§ **Exercise aim**: From the data below, return each line in which the string "IndexModel" is found.

§ **Input records**:
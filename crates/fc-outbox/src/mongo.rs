//! MongoDB Outbox Repository Implementation
//!
//! Implements the OutboxRepository trait for MongoDB with Java-compatible
//! dual-collection support (outbox_events and outbox_dispatch_jobs).

use async_trait::async_trait;
use fc_common::{OutboxItem, OutboxItemType, OutboxStatus};
use crate::repository::{OutboxRepository, OutboxTableConfig};
use anyhow::Result;
use mongodb::{Client, Collection, Database, IndexModel};
use mongodb::bson::{doc, Document};
use mongodb::options::{FindOptions, IndexOptions};
use chrono::{DateTime, Utc};
use futures::stream::TryStreamExt;
use std::time::Duration;
use tracing::{info, debug};

/// MongoDB implementation of OutboxRepository
pub struct MongoOutboxRepository {
    database: Database,
    table_config: OutboxTableConfig,
}

impl MongoOutboxRepository {
    /// Create a new MongoDB outbox repository with default table config
    pub fn new(client: Client, db_name: &str) -> Self {
        let database = client.database(db_name);
        Self {
            database,
            table_config: OutboxTableConfig::default(),
        }
    }

    /// Create with custom table configuration
    pub fn with_config(client: Client, db_name: &str, table_config: OutboxTableConfig) -> Self {
        let database = client.database(db_name);
        Self { database, table_config }
    }

    /// Get the database reference
    pub fn database(&self) -> &Database {
        &self.database
    }

    /// Get collection for item type
    fn collection_for_type(&self, item_type: OutboxItemType) -> Collection<Document> {
        let name = self.table_config.table_for_type(item_type);
        self.database.collection(name)
    }

    /// Parse a document into an OutboxItem
    fn parse_doc(&self, doc: &Document, item_type: OutboxItemType) -> Result<OutboxItem> {
        let created_at_ts = doc.get_i64("created_at")?;
        let created_at = DateTime::from_timestamp_millis(created_at_ts)
            .ok_or_else(|| anyhow::anyhow!("Invalid created_at timestamp"))?;

        let updated_at = doc.get_i64("updated_at").ok()
            .and_then(DateTime::from_timestamp_millis);

        let status_code = doc.get_i32("status").unwrap_or(0);
        let status = OutboxStatus::from_code(status_code);

        let payload_str = doc.get_str("payload")?;
        let payload: serde_json::Value = serde_json::from_str(payload_str)?;

        Ok(OutboxItem {
            id: doc.get_str("id")?.to_string(),
            item_type,
            pool_code: doc.get_str("pool_code").ok().map(String::from),
            mediation_target: doc.get_str("mediation_target").ok().map(String::from),
            message_group: doc.get_str("message_group").ok().map(String::from),
            payload,
            status,
            retry_count: doc.get_i32("retry_count").unwrap_or(0),
            error_message: doc.get_str("error_message").ok().map(String::from),
            created_at,
            updated_at,
        })
    }
}

#[async_trait]
impl OutboxRepository for MongoOutboxRepository {
    async fn fetch_pending_by_type(&self, item_type: OutboxItemType, limit: u32) -> Result<Vec<OutboxItem>> {
        let collection = self.collection_for_type(item_type);
        let filter = doc! { "status": OutboxStatus::PENDING.code() };
        let find_options = FindOptions::builder()
            .sort(doc! { "created_at": 1 })
            .limit(limit as i64)
            .build();

        let mut cursor = collection.find(filter).with_options(find_options).await?;
        let mut items = Vec::new();

        while let Some(doc) = cursor.try_next().await? {
            items.push(self.parse_doc(&doc, item_type)?);
        }

        debug!(
            collection = %self.table_config.table_for_type(item_type),
            count = items.len(),
            "Fetched pending items"
        );

        Ok(items)
    }

    async fn mark_in_progress(&self, item_type: OutboxItemType, ids: Vec<String>) -> Result<()> {
        if ids.is_empty() {
            return Ok(());
        }

        let collection = self.collection_for_type(item_type);
        let now = Utc::now().timestamp_millis();

        let filter = doc! { "id": { "$in": &ids } };
        let update = doc! {
            "$set": {
                "status": OutboxStatus::IN_PROGRESS.code(),
                "updated_at": now
            }
        };

        collection.update_many(filter, update).await?;

        debug!(
            collection = %self.table_config.table_for_type(item_type),
            count = ids.len(),
            "Marked items as IN_PROGRESS"
        );

        Ok(())
    }

    async fn mark_with_status(
        &self,
        item_type: OutboxItemType,
        ids: Vec<String>,
        status: OutboxStatus,
        error_message: Option<String>,
    ) -> Result<()> {
        if ids.is_empty() {
            return Ok(());
        }

        let collection = self.collection_for_type(item_type);
        let now = Utc::now().timestamp_millis();

        let filter = doc! { "id": { "$in": &ids } };
        let mut set_doc = doc! {
            "status": status.code(),
            "updated_at": now
        };

        if let Some(err) = &error_message {
            set_doc.insert("error_message", err);
        }

        let update = doc! { "$set": set_doc };
        collection.update_many(filter, update).await?;

        debug!(
            collection = %self.table_config.table_for_type(item_type),
            status = ?status,
            count = ids.len(),
            "Marked items with status"
        );

        Ok(())
    }

    async fn increment_retry_count(&self, item_type: OutboxItemType, ids: Vec<String>) -> Result<()> {
        if ids.is_empty() {
            return Ok(());
        }

        let collection = self.collection_for_type(item_type);
        let now = Utc::now().timestamp_millis();

        let filter = doc! { "id": { "$in": &ids } };
        let update = doc! {
            "$inc": { "retry_count": 1 },
            "$set": {
                "status": OutboxStatus::PENDING.code(),
                "updated_at": now
            }
        };

        collection.update_many(filter, update).await?;

        debug!(
            collection = %self.table_config.table_for_type(item_type),
            count = ids.len(),
            "Incremented retry count"
        );

        Ok(())
    }

    async fn fetch_recoverable_items(
        &self,
        item_type: OutboxItemType,
        timeout: Duration,
        limit: u32,
    ) -> Result<Vec<OutboxItem>> {
        let collection = self.collection_for_type(item_type);
        let timeout_ms = timeout.as_millis() as i64;
        let cutoff = Utc::now().timestamp_millis() - timeout_ms;

        let filter = doc! {
            "status": {
                "$in": [
                    OutboxStatus::IN_PROGRESS.code(),
                    OutboxStatus::BAD_REQUEST.code(),
                    OutboxStatus::INTERNAL_ERROR.code(),
                    OutboxStatus::UNAUTHORIZED.code(),
                    OutboxStatus::FORBIDDEN.code(),
                    OutboxStatus::GATEWAY_ERROR.code(),
                ]
            },
            "updated_at": { "$lt": cutoff }
        };

        let find_options = FindOptions::builder()
            .sort(doc! { "created_at": 1 })
            .limit(limit as i64)
            .build();

        let mut cursor = collection.find(filter).with_options(find_options).await?;
        let mut items = Vec::new();

        while let Some(doc) = cursor.try_next().await? {
            items.push(self.parse_doc(&doc, item_type)?);
        }

        Ok(items)
    }

    async fn reset_recoverable_items(&self, item_type: OutboxItemType, ids: Vec<String>) -> Result<()> {
        if ids.is_empty() {
            return Ok(());
        }

        let collection = self.collection_for_type(item_type);
        let now = Utc::now().timestamp_millis();

        let filter = doc! { "id": { "$in": &ids } };
        let update = doc! {
            "$set": {
                "status": OutboxStatus::PENDING.code(),
                "updated_at": now
            }
        };

        collection.update_many(filter, update).await?;

        info!(
            collection = %self.table_config.table_for_type(item_type),
            count = ids.len(),
            "Reset recoverable items to PENDING"
        );

        Ok(())
    }

    async fn fetch_stuck_items(
        &self,
        item_type: OutboxItemType,
        timeout: Duration,
        limit: u32,
    ) -> Result<Vec<OutboxItem>> {
        let collection = self.collection_for_type(item_type);
        let timeout_ms = timeout.as_millis() as i64;
        let cutoff = Utc::now().timestamp_millis() - timeout_ms;

        let filter = doc! {
            "status": OutboxStatus::IN_PROGRESS.code(),
            "updated_at": { "$lt": cutoff }
        };

        let find_options = FindOptions::builder()
            .sort(doc! { "created_at": 1 })
            .limit(limit as i64)
            .build();

        let mut cursor = collection.find(filter).with_options(find_options).await?;
        let mut items = Vec::new();

        while let Some(doc) = cursor.try_next().await? {
            items.push(self.parse_doc(&doc, item_type)?);
        }

        Ok(items)
    }

    async fn reset_stuck_items(&self, item_type: OutboxItemType, ids: Vec<String>) -> Result<()> {
        self.reset_recoverable_items(item_type, ids).await
    }

    async fn init_schema(&self) -> Result<()> {
        // Create indexes for events collection
        let events_collection = self.collection_for_type(OutboxItemType::EVENT);
        let status_index = IndexModel::builder()
            .keys(doc! { "status": 1 })
            .options(IndexOptions::builder().name("idx_status".to_string()).build())
            .build();
        let created_at_index = IndexModel::builder()
            .keys(doc! { "created_at": 1 })
            .options(IndexOptions::builder().name("idx_created_at".to_string()).build())
            .build();

        events_collection.create_indexes([status_index.clone(), created_at_index.clone()]).await?;

        // Create indexes for dispatch_jobs collection
        let dispatch_jobs_collection = self.collection_for_type(OutboxItemType::DISPATCH_JOB);
        dispatch_jobs_collection.create_indexes([status_index, created_at_index]).await?;

        info!(
            events_collection = %self.table_config.events_table,
            dispatch_jobs_collection = %self.table_config.dispatch_jobs_table,
            "Initialized MongoDB outbox indexes"
        );

        Ok(())
    }

    fn table_config(&self) -> &OutboxTableConfig {
        &self.table_config
    }
}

§ **Output below**:
use mongodb::{Client, Collection, Database, IndexModel};
        let status_index = IndexModel::builder()
        let created_at_index = IndexModel::builder()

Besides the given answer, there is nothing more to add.